*INSTRUCTIONS TO FOLLOW*.
In the entries below, find the lines with the word "status" and copy them.

Collected data entries
------------

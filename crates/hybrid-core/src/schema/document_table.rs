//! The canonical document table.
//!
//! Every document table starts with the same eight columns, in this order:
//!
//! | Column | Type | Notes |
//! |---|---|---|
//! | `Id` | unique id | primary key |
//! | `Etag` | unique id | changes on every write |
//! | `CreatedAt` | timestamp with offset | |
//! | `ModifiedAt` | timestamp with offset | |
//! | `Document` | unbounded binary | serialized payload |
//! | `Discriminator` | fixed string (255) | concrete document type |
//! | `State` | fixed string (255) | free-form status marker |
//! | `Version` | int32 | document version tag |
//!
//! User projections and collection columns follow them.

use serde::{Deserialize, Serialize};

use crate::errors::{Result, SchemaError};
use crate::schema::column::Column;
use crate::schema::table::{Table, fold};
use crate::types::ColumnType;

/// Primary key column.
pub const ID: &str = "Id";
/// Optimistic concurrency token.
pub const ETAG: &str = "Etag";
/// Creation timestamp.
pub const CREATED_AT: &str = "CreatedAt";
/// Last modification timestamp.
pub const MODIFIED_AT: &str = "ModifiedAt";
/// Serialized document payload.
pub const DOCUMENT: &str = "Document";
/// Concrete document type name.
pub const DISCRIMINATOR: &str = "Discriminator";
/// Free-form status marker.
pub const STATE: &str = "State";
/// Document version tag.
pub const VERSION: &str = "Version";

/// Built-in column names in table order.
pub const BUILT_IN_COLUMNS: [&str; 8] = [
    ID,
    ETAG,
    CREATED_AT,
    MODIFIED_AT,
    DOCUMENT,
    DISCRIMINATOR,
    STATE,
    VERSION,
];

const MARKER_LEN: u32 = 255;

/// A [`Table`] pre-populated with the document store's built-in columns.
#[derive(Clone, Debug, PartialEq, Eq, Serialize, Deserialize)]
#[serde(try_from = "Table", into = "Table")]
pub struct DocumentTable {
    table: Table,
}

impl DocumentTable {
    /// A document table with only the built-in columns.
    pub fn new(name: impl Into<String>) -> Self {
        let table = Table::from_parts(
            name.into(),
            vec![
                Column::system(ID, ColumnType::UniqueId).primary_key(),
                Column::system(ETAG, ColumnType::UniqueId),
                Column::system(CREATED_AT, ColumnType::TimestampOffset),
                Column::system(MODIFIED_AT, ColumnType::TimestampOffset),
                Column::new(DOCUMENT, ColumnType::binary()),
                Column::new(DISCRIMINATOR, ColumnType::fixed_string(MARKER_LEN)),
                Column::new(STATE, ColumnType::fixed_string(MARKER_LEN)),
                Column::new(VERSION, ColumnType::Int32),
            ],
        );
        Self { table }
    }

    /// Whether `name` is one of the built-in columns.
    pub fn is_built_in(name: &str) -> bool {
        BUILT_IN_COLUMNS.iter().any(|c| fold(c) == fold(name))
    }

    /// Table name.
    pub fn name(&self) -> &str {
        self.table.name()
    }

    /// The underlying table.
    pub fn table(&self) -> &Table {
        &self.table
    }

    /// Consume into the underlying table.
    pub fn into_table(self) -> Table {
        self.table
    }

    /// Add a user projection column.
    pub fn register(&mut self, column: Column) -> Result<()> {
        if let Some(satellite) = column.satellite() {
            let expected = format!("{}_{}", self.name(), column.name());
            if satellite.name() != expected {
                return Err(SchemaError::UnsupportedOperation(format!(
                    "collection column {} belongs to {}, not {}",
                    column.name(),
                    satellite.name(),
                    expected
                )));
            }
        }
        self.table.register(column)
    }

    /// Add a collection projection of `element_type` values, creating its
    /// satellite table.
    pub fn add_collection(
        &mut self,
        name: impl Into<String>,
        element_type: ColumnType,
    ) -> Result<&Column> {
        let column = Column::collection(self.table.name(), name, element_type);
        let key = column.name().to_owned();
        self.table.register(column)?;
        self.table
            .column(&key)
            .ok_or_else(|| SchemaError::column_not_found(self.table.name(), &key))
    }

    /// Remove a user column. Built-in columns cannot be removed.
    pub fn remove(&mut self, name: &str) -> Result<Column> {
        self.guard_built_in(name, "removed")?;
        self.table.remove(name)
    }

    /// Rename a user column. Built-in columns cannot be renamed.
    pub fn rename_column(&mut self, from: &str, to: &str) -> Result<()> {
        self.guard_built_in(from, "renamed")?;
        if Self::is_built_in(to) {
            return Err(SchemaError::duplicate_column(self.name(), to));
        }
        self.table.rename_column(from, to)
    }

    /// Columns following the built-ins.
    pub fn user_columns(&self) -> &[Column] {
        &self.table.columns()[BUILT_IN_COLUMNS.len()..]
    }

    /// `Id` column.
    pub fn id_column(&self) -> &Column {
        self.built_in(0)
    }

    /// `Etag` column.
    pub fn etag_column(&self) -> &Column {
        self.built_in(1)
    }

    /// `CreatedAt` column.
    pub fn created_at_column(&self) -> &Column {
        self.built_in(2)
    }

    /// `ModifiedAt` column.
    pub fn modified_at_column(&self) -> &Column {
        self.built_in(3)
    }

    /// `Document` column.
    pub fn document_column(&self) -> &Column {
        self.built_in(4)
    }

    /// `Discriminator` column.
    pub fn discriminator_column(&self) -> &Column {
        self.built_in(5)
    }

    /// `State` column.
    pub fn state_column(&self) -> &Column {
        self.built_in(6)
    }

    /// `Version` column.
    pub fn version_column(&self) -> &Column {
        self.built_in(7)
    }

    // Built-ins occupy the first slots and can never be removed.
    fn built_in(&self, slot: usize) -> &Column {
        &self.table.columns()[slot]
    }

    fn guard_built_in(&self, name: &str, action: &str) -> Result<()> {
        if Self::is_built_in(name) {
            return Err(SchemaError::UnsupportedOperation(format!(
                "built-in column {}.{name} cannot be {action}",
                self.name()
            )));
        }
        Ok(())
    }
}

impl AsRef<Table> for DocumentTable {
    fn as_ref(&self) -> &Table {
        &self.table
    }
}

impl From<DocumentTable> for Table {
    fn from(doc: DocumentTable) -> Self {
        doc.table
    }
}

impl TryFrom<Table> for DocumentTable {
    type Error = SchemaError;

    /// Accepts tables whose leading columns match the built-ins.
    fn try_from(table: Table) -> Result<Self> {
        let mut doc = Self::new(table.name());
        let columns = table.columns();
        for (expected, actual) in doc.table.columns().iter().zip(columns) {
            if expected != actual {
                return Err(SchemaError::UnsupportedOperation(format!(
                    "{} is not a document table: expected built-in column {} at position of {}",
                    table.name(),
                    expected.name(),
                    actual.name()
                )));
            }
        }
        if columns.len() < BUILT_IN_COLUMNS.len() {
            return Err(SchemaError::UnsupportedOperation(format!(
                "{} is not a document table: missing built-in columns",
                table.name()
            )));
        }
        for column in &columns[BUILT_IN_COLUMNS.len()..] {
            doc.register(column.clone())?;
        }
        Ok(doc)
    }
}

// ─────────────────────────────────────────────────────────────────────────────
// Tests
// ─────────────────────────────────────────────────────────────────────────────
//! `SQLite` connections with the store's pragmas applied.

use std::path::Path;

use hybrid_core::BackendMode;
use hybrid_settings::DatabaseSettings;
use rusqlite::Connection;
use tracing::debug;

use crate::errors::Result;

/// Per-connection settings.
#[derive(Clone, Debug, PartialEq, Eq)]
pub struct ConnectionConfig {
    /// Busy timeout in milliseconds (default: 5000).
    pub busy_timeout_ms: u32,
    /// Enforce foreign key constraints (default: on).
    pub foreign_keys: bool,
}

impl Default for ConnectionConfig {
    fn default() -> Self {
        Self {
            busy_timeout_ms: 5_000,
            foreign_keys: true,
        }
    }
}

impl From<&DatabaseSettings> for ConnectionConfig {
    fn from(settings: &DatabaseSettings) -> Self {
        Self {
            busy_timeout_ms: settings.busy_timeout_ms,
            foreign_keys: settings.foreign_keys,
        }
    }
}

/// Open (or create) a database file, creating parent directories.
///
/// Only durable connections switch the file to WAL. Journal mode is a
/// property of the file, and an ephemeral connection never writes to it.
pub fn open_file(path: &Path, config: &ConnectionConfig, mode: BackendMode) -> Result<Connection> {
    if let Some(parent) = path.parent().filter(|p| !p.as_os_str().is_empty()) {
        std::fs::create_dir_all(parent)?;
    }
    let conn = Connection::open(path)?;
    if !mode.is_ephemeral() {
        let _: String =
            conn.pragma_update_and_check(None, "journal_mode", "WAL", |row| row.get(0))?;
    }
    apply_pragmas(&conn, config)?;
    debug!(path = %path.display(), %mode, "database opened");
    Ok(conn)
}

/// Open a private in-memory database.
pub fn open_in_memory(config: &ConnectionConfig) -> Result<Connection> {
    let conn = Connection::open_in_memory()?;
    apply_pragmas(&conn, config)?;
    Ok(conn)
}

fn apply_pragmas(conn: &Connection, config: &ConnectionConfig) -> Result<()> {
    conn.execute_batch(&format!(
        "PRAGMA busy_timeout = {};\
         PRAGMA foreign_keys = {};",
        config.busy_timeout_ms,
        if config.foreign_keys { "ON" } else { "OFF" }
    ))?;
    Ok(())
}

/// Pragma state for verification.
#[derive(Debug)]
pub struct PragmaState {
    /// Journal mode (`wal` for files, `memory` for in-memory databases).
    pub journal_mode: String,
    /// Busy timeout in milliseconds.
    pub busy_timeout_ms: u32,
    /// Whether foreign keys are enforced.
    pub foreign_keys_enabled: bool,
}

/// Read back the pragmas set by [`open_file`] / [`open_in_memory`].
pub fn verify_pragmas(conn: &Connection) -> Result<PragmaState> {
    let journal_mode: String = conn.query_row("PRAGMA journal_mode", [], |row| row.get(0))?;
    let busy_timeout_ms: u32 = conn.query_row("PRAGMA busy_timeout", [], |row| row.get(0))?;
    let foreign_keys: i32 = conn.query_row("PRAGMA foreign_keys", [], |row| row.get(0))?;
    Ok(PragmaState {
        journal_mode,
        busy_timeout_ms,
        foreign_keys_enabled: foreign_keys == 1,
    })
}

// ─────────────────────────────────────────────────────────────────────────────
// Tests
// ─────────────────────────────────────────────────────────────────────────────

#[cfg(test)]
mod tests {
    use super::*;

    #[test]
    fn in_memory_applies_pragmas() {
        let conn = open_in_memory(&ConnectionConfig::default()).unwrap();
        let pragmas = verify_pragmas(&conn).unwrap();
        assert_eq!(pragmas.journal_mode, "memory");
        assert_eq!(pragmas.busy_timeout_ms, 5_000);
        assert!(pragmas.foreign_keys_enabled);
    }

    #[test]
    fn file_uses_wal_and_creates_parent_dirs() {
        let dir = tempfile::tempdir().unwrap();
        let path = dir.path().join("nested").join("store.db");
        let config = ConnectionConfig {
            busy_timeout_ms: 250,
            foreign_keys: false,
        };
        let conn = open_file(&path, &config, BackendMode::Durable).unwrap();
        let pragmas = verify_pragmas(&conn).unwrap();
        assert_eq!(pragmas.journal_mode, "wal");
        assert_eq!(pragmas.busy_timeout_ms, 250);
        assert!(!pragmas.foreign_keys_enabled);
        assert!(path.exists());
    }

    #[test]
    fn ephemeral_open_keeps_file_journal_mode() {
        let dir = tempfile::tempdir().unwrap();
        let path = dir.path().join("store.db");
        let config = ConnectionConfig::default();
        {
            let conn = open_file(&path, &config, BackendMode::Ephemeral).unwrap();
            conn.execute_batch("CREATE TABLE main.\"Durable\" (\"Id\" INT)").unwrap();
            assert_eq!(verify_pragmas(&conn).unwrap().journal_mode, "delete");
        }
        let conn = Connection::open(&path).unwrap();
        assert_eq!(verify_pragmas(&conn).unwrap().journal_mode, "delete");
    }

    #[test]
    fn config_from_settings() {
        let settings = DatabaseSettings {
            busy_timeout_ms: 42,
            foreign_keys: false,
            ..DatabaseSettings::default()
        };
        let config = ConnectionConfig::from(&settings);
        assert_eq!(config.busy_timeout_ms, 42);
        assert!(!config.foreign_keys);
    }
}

------------

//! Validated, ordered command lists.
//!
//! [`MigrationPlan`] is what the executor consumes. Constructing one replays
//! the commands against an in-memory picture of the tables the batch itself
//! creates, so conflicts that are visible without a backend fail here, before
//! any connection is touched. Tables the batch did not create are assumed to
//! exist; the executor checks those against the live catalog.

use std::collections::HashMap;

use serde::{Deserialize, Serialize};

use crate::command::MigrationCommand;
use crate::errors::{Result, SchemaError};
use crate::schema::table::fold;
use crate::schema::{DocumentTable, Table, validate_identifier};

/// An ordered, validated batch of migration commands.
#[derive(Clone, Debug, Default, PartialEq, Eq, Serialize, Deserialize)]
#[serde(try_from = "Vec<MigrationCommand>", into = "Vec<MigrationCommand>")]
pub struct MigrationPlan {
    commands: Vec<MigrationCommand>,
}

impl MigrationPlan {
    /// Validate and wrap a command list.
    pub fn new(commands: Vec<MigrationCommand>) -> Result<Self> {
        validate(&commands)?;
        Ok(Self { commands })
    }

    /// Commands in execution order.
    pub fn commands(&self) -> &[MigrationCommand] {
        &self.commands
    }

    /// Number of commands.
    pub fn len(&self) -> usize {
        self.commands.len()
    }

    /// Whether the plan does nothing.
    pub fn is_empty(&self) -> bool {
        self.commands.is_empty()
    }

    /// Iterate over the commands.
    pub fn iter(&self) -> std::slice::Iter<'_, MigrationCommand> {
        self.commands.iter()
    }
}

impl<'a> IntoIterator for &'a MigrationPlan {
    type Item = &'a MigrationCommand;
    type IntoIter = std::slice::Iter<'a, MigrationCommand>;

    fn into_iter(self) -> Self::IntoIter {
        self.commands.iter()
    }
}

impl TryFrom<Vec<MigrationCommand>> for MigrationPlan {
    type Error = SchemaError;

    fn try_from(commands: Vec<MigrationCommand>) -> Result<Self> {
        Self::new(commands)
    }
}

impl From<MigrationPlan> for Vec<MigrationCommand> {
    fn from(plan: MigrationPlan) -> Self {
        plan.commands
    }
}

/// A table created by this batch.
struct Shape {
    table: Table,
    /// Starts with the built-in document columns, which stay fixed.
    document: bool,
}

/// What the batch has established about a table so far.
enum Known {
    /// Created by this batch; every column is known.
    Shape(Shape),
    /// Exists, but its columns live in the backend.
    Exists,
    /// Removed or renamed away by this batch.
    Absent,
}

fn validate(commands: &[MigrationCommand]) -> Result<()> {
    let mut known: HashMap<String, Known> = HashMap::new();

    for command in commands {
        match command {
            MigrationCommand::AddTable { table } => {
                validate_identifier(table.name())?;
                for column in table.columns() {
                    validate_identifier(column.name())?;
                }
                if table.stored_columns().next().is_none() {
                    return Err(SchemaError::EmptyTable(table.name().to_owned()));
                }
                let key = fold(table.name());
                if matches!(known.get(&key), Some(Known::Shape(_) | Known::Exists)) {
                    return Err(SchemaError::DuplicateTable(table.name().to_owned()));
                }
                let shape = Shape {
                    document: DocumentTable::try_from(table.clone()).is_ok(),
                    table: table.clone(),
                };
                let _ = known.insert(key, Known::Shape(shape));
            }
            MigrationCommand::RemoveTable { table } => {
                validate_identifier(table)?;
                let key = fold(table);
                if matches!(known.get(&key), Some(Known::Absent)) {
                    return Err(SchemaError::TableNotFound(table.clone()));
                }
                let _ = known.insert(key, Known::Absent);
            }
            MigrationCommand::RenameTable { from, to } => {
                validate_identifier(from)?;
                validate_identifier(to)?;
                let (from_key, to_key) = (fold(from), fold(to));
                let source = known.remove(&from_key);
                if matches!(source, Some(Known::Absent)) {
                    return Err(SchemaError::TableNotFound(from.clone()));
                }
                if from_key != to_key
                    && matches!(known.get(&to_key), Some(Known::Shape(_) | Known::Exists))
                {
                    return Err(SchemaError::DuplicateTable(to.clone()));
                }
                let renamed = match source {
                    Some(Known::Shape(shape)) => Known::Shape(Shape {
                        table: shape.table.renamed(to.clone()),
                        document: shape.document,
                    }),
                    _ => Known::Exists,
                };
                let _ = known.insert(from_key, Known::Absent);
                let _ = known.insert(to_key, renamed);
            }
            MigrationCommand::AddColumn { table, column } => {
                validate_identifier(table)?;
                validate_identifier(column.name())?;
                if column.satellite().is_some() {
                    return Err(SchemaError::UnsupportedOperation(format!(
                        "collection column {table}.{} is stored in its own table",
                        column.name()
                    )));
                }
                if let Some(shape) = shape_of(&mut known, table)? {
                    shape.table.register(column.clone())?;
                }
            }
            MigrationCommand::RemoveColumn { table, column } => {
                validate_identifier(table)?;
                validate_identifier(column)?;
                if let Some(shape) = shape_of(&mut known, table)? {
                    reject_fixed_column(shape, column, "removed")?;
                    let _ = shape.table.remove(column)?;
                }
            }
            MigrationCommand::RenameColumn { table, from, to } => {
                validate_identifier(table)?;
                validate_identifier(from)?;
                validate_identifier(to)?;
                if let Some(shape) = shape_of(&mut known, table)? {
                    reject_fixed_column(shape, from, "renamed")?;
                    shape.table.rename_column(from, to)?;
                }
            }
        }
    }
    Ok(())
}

------------

*RESULT OF THE TASK*.
//! | `State` | fixed string (255) | free-form status marker |
/// Free-form status marker.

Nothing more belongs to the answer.